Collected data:
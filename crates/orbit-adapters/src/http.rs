//! The HTTP/SSE-backed adapter (§4.3): a provider reached over plain HTTP
//! for request/response calls, with a Server-Sent Events stream pushing
//! session updates and permission requests.

use std::collections::HashMap;
use std::sync::atomic::{AtomicBool, Ordering};
use std::sync::Arc;
use std::time::Duration;

use async_trait::async_trait;
use futures::StreamExt;
use orbit_core::session::{NormalizedSession, SessionStatus};
use orbit_core::{ProviderCapabilities, ReliabilityCounters};
use orbit_normalizer::Normalizer;
use reqwest::Client as HttpClient;
use reqwest_eventsource::{Event, EventSource};
use serde_json::{json, Value};
use tokio::sync::{oneshot, Mutex, RwLock};
use tokio::task::JoinHandle;
use tracing::{debug, info, warn};

use crate::adapter::{ApprovalOption, ApprovalOutcome, ApprovalRequest, ApprovalRequestHandler, ListSessionsParams, ProviderAdapter};
use crate::error::{AdapterError, AdapterResult};
use crate::health::ProviderHealth;
use crate::prompt::{PromptInput, PromptOptions, TurnAck};

/// Delay before the SSE stream reconnects after a dropped connection.
pub const RECONNECT_DELAY: Duration = Duration::from_secs(5);

/// Request timeout for the adapter's HTTP calls (§7).
pub const REQUEST_TIMEOUT: Duration = Duration::from_secs(5);

/// Configuration for a provider reached over HTTP/SSE.
#[derive(Debug, Clone)]
pub struct HttpAdapterConfig {
    /// Base URL, e.g. `https://api.example.com/agent`.
    pub base_url: String,
    /// Bearer token sent with every request, if the provider requires one.
    pub api_key: Option<String>,
    /// Extra static headers.
    pub headers: HashMap<String, String>,
    /// Capability flags this provider build advertises.
    pub capabilities: ProviderCapabilities,
}

type PendingApprovals = Arc<Mutex<HashMap<String, oneshot::Sender<ApprovalOutcome>>>>;
type ApprovalHandlerSlot = Arc<RwLock<Option<ApprovalRequestHandler>>>;

/// An HTTP/SSE-backed provider adapter.
pub struct HttpAdapter {
    provider_id: String,
    config: HttpAdapterConfig,
    http: HttpClient,
    normalizer: Normalizer,
    approval_handler: ApprovalHandlerSlot,
    pending_approvals: PendingApprovals,
    sse_task: Mutex<Option<JoinHandle<()>>>,
    last_health: RwLock<ProviderHealth>,
    started: AtomicBool,
}

impl HttpAdapter {
    /// Construct an adapter that has not yet opened its SSE stream.
    #[must_use]
    pub fn new(provider_id: impl Into<String>, config: HttpAdapterConfig) -> Self {
        let provider_id = provider_id.into();
        Self {
            last_health: RwLock::new(ProviderHealth::unhealthy(&provider_id, "not started")),
            provider_id,
            config,
            http: HttpClient::new(),
            normalizer: Normalizer::new(),
            approval_handler: Arc::new(RwLock::new(None)),
            pending_approvals: Arc::new(Mutex::new(HashMap::new())),
            sse_task: Mutex::new(None),
            started: AtomicBool::new(false),
        }
    }

    /// Attach reliability counters to this adapter's normalizer; its
    /// streaming-context timeout flushes increment `normalizer_timeouts`.
    /// Intended to be chained immediately after construction.
    #[must_use]
    pub fn with_counters(mut self, counters: Arc<ReliabilityCounters>) -> Self {
        self.normalizer = self.normalizer.with_counters(counters);
        self
    }

    fn request(&self, method: reqwest::Method, path: &str) -> reqwest::RequestBuilder {
        let url = format!("{}{}", self.config.base_url, path);
        let mut builder = self.http.request(method, url).timeout(REQUEST_TIMEOUT);
        if let Some(key) = &self.config.api_key {
            builder = builder.bearer_auth(key);
        }
        for (name, value) in &self.config.headers {
            builder = builder.header(name, value);
        }
        builder
    }

    fn spawn_sse_task(&self) -> JoinHandle<()> {
        let url = format!("{}/events", self.config.base_url);
        let api_key = self.config.api_key.clone();
        let headers = self.config.headers.clone();
        let provider_id = self.provider_id.clone();
        let normalizer = self.normalizer.clone();
        let pending = self.pending_approvals.clone();
        let approval_handler = self.approval_handler.clone();
        let http = self.http.clone();

        tokio::spawn(async move {
            loop {
                let mut builder = http.get(&url);
                if let Some(key) = &api_key {
                    builder = builder.bearer_auth(key);
                }
                for (name, value) in &headers {
                    builder = builder.header(name, value);
                }

                let mut source = match EventSource::new(builder) {
                    Ok(source) => source,
                    Err(err) => {
                        warn!(provider = %provider_id, error = %err, "failed to build SSE request, retrying");
                        tokio::time::sleep(RECONNECT_DELAY).await;
                        continue;
                    }
                };

                while let Some(event) = source.next().await {
                    match event {
                        Ok(Event::Open) => debug!(provider = %provider_id, "sse stream opened"),
                        Ok(Event::Message(message)) => {
                            handle_sse_message(&provider_id, &normalizer, &pending, &approval_handler, &message.data).await;
                        }
                        Err(err) => {
                            warn!(provider = %provider_id, error = %err, "sse stream error, reconnecting");
                            source.close();
                            break;
                        }
                    }
                }

                tokio::time::sleep(RECONNECT_DELAY).await;
            }
        })
    }
}

async fn handle_sse_message(
    provider_id: &str,
    normalizer: &Normalizer,
    pending: &PendingApprovals,
    approval_handler: &ApprovalHandlerSlot,
    raw: &str,
) {
    let value: Value = match serde_json::from_str(raw) {
        Ok(v) => v,
        Err(err) => {
            warn!(provider = provider_id, error = %err, "dropping malformed sse event");
            return;
        }
    };

    match value.get("type").and_then(Value::as_str) {
        Some("session_update") => {
            let (Some(session_id), Some(turn_id)) = (
                value.get("sessionId").and_then(Value::as_str),
                value.get("turnId").and_then(Value::as_str),
            ) else {
                return;
            };
            let update = value.get("update").cloned().unwrap_or(Value::Null);
            normalizer.process(provider_id, session_id, turn_id, update);
        }
        Some("permission_request") => {
            let rpc_id = value.get("rpcId").and_then(Value::as_str).unwrap_or_default().to_string();
            let request = ApprovalRequest {
                rpc_id: rpc_id.clone(),
                session_id: value.get("sessionId").and_then(Value::as_str).unwrap_or_default().to_string(),
                tool_call_id: value.get("toolCallId").and_then(Value::as_str).unwrap_or_default().to_string(),
                tool_title: value.get("toolTitle").and_then(Value::as_str).map(str::to_string),
                tool_kind: value.get("toolKind").and_then(Value::as_str).map(str::to_string),
                options: value
                    .get("options")
                    .and_then(Value::as_array)
                    .map(|opts| {
                        opts.iter()
                            .filter_map(|opt| {
                                let id = opt.get("id").and_then(Value::as_str)?;
                                Some(ApprovalOption {
                                    id: id.to_string(),
                                    label: opt.get("label").and_then(Value::as_str).map(str::to_string),
                                })
                            })
                            .collect()
                    })
                    .unwrap_or_default(),
            };

            let (tx, _rx) = oneshot::channel();
            pending.lock().await.insert(rpc_id, tx);
            if let Some(handler) = approval_handler.read().await.as_ref() {
                handler(request);
            }
            // The decision travels back out-of-band via `resolve_approval`'s
            // HTTP POST; there is no response to synchronously await here
            // the way the ACP adapter awaits its RPC response future.
        }
        other => debug!(provider = provider_id, kind = ?other, "ignoring unrecognized sse event"),
    }
}

#[async_trait]
impl ProviderAdapter for HttpAdapter {
    fn provider_id(&self) -> &str {
        &self.provider_id
    }

    async fn start(&self) -> AdapterResult<()> {
        if self.started.swap(true, Ordering::SeqCst) {
            return Ok(());
        }
        let handle = self.spawn_sse_task();
        *self.sse_task.lock().await = Some(handle);
        *self.last_health.write().await = ProviderHealth::healthy(&self.provider_id, "sse stream started");
        info!(provider = %self.provider_id, "http adapter started");
        Ok(())
    }

    async fn stop(&self) -> AdapterResult<()> {
        if let Some(handle) = self.sse_task.lock().await.take() {
            handle.abort();
        }
        self.started.store(false, Ordering::SeqCst);
        *self.last_health.write().await = ProviderHealth::unhealthy(&self.provider_id, "stopped");
        Ok(())
    }

    async fn health(&self) -> ProviderHealth {
        self.last_health.read().await.clone()
    }

    fn capabilities(&self) -> ProviderCapabilities {
        self.config.capabilities
    }

    async fn list_sessions(&self, params: ListSessionsParams) -> AdapterResult<Vec<NormalizedSession>> {
        let mut request = self.request(reqwest::Method::GET, "/sessions");
        if let Some(limit) = params.limit {
            request = request.query(&[("limit", limit.to_string())]);
        }
        if let Some(since) = params.since {
            request = request.query(&[("since", since.to_rfc3339())]);
        }
        let response = request.send().await.map_err(|err| AdapterError::Http(err.to_string()))?;
        let body: Value = response.json().await.map_err(|err| AdapterError::Http(err.to_string()))?;
        let sessions = body.get("sessions").and_then(Value::as_array).cloned().unwrap_or_default();
        Ok(sessions
            .into_iter()
            .filter_map(|raw| parse_normalized_session(&self.provider_id, raw))
            .collect())
    }

    async fn send_prompt(
        &self,
        session_id: &str,
        prompt: PromptInput,
        options: Option<PromptOptions>,
    ) -> AdapterResult<TurnAck> {
        let mut body = json!({ "prompt": prompt });
        if let Some(options) = options {
            body["options"] = options;
        }
        let response = self
            .request(reqwest::Method::POST, &format!("/sessions/{session_id}/prompt"))
            .json(&body)
            .send()
            .await
            .map_err(|err| AdapterError::Http(err.to_string()))?;
        let result: Value = response.json().await.map_err(|err| AdapterError::Http(err.to_string()))?;
        let turn_id = result
            .get("turnId")
            .and_then(Value::as_str)
            .ok_or_else(|| AdapterError::Unavailable {
                provider: self.provider_id.clone(),
                reason: "prompt response missing turnId".into(),
            })?
            .to_string();
        let status = result.get("status").and_then(Value::as_str).unwrap_or("started").to_string();
        Ok(TurnAck { turn_id, status })
    }

    async fn on_approval_request(&self, handler: ApprovalRequestHandler) {
        *self.approval_handler.write().await = Some(handler);
    }

    async fn resolve_approval(&self, rpc_id: &str, outcome: ApprovalOutcome) -> AdapterResult<()> {
        if self.pending_approvals.lock().await.remove(rpc_id).is_none() {
            return Err(AdapterError::UnknownSession(rpc_id.to_string()));
        }
        let body = match outcome {
            ApprovalOutcome::Selected { option_id } => json!({"outcome": "selected", "optionId": option_id}),
            ApprovalOutcome::Cancelled => json!({"outcome": "cancelled"}),
        };
        self.request(reqwest::Method::POST, &format!("/approvals/{rpc_id}"))
            .json(&body)
            .send()
            .await
            .map_err(|err| AdapterError::Http(err.to_string()))?;
        Ok(())
    }

    fn normalizer(&self) -> &Normalizer {
        &self.normalizer
    }
}

fn parse_normalized_session(provider: &str, raw: Value) -> Option<NormalizedSession> {
    let session_id = raw.get("sessionId").and_then(Value::as_str)?.to_string();
    let status = match raw.get("status").and_then(Value::as_str) {
        Some("active") => SessionStatus::Active,
        Some("completed") => SessionStatus::Completed,
        Some("error") => SessionStatus::Error,
        Some("interrupted") => SessionStatus::Interrupted,
        _ => SessionStatus::Idle,
    };
    let now = chrono::Utc::now();
    Some(NormalizedSession {
        provider: provider.to_string(),
        session_id,
        title: raw.get("title").and_then(Value::as_str).map(str::to_string).unwrap_or_default(),
        project: raw.get("project").and_then(Value::as_str).map(str::to_string),
        repo: raw.get("repo").and_then(Value::as_str).map(str::to_string),
        status,
        created_at: raw.get("createdAt").and_then(Value::as_str).and_then(parse_timestamp).unwrap_or(now),
        updated_at: raw.get("updatedAt").and_then(Value::as_str).and_then(parse_timestamp).unwrap_or(now),
        preview: raw.get("preview").and_then(Value::as_str).map(str::to_string),
        metadata: raw.get("metadata").cloned(),
        raw_session: raw,
    })
}

fn parse_timestamp(raw: &str) -> Option<chrono::DateTime<chrono::Utc>> {
    chrono::DateTime::parse_from_rfc3339(raw).ok().map(|dt| dt.with_timezone(&chrono::Utc))
}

Instructions to follow: Return each line of the records above in which the word "PromptOptions" occurs.

Answer section:
use crate::prompt::{PromptInput, PromptOptions, TurnAck};
        options: Option<PromptOptions>,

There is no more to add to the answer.